Several candidate genes have been identified with color differentiation, such as SOX10 and MITF. For example, the light yellow phenotype in chicken is caused by a 7.6 kb non-coding deletion near the SOX10 gene [49], while this mutation has also been reported to lead to dark brown plumage in chickens with an 8.3 kb deletion upstream of the SOX10 gene [65]. The MITF gene seems to be primarily associated with loss of pigmentation and patterning [54], and a stop codon caused by a 2-bp deletion in exon 11 of this gene was responsible for the silver plumage color in Japanese quail [66]. In addition, the ASIP, MC1R, TYRP1, and BCO2 genes were found to play a potential role in the coloration of melanin and carotenoids in bird sexual dimorphism plumages [31] Based on the genome-wide association study, several candidate genes in chicken, such as TYR for pure white, GOLGB1, OSBPL3, PCDH15 and REEP3 for yellow, CAMKK1 and IFT22 for black, and CDKN2A for barred plumage in adults were found [52]. The white color feathers in chickens were due to the recessive insertion mutation of TYR, while the formation of black area size and color depth may be caused by the expression levels of GPNMB, PMEL, TYRP1, GPR143, OCA2, SOX10, SLC45A2, KRT75, and TYR [61]. MITF and EDNRB2 genes were functional candidate genes that contributed to white and black plumage due to their indirect involvement in the melanogenesis pathway in ducks based on genome-wide analyses [56], and the EDNRB2 gene was responsible for tyrosinase-independent recessive white and mottled plumage colors in chickens [51]. The MC1R gene was also associated with the extended black color in chickens [67].
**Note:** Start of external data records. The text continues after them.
//! Geometric helpers shared by triangles, lines and patches.

use crate::settings::POINT_TOLERANCE;
use kurbo::{CubicBez, ParamCurve, Point};

/// Whether two points coincide within [`POINT_TOLERANCE`].
#[inline]
pub(crate) fn points_coincide(a: Point, b: Point) -> bool {
    (a.x - b.x).abs() < POINT_TOLERANCE && (a.y - b.y).abs() < POINT_TOLERANCE
}

/// Evaluate the equation of the line through `p1` and `p2` at `p`.
///
/// The sign tells on which side of the line `p` lies, the magnitude is twice the
/// area of the triangle `(p, p1, p2)`.
#[inline]
pub(crate) fn edge_equation(p: Point, p1: Point, p2: Point) -> f64 {
    (p2.y - p1.y) * (p.x - p1.x) - (p2.x - p1.x) * (p.y - p1.y)
}

/// Whether `p` lies on the inner side of the edge `e1 -> e2` of a triangle with a
/// positive signed area.
///
/// Points exactly on the edge only count as inside for top edges (pointing in positive
/// x direction) and left edges (pointing in negative y direction). An edge shared by
/// two triangles is traversed in opposite directions by both, so its points belong to
/// exactly one of them.
#[inline]
pub(crate) fn covers_edge(p: Point, e1: Point, e2: Point) -> bool {
    let w = -edge_equation(p, e1, e2);

    if w != 0.0 {
        return w > 0.0;
    }

    let d = e2 - e1;

    d.y < 0.0 || (d.y == 0.0 && d.x > 0.0)
}

/// The signed area of the triangle `(a, b, c)`, positive if counter-clockwise.
#[inline]
pub(crate) fn signed_area(a: Point, b: Point, c: Point) -> f64 {
    ((b.x - a.x) * (c.y - a.y) - (c.x - a.x) * (b.y - a.y)) / 2.0
}

/// The cubic Bernstein basis polynomials evaluated at `t`.
#[inline]
pub(crate) fn bernstein(t: f64) -> [f64; 4] {
    let s = 1.0 - t;

    [s * s * s, 3.0 * t * s * s, 3.0 * t * t * s, t * t * t]
}

/// Evaluate the cubic Bezier curve with the given control points.
#[inline]
pub(crate) fn eval_cubic(ctl: [Point; 4], t: f64) -> Point {
    CubicBez::new(ctl[0], ctl[1], ctl[2], ctl[3]).eval(t)
}

/// Whether a cubic Bezier curve is close enough to its chord to be treated as
/// a straight line.
///
/// The deviation of both inner control points from the chord needs to be bounded
/// by the horizontal or the vertical extent of the chord.
pub(crate) fn is_edge_straight(ctl: [Point; 4]) -> bool {
    let d1 = edge_equation(ctl[1], ctl[0], ctl[3]).abs();
    let d2 = edge_equation(ctl[2], ctl[0], ctl[3]).abs();
    let x = (ctl[0].x - ctl[3].x).abs();
    let y = (ctl[0].y - ctl[3].y).abs();

    (d1 <= x && d2 <= x) || (d1 <= y && d2 <= y)
}

/// Whether `p` lies strictly on the same side of both lines `a1 -> a2` and `b1 -> b2`.
#[inline]
pub(crate) fn same_side_of_both(p: Point, a1: Point, a2: Point, b1: Point, b2: Point) -> bool {
    edge_equation(p, a1, a2) * edge_equation(p, b1, b2) > 0.0
}

/// Pick the subdivision level for a chord of the given length in device pixels.
#[inline]
pub(crate) fn level_for_length(length: f64) -> u8 {
    if length > 800.0 {
        4
    } else if length > 400.0 {
        3
    } else if length > 200.0 {
        2
    } else {
        1
    }
}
Candidate genes related to plumage coloration found in PSGs of the Temminck's tragopan have been also found in the other birds, such as MAPKAPK2 [62], SLC6A6 and SMAD6 [56]. The PDGFRA gene was identified as associated with the coat color of mammals, such as cattle and goats. For example, genes (e.g., PDGFRA and MITF) were promising candidates for black and teat color in Holstein cattle [68]. According to previous studies, the PDGFRA gene was related to a proportion of black [68], SLC6A6, CHCHD6, RPN1, and PSMD6 genes were associated with white plumage, BTK, Cnot6l, and SMAD6 genes were correlated with grey plumage [56], MAPKAPK2, PBRM1, and TTBK2 genes were associated with melanogenesis [62], and the SLC45A2 gene played an important role in vesicle sorting in the melanocytes [50], respectively. Among them, the SLC45A2 gene encoded a transporter protein, which mediated melanin synthesis, and has been also reported as related to plumage color in birds [36, 50, 69]. Besides, the SLC45A2 gene played a significant role in vesicle sorting in the melanocytes, and two independent missense mutations (Tyr277Cys and Leu347Met) of this gene were associated with the silver plumage color in chicken [50]. Furthermore, the SLC45A2 gene was also found to be positively selected in Machaeropterus deliciosus, and may explain its unique reddish-brown body plumage among other studied manakins [36]. The identified protein-coding and cis-regulatory mutations in TYRP1, SOX10, and SLC45A2 underlay classical color phenotypes of pigeons [70].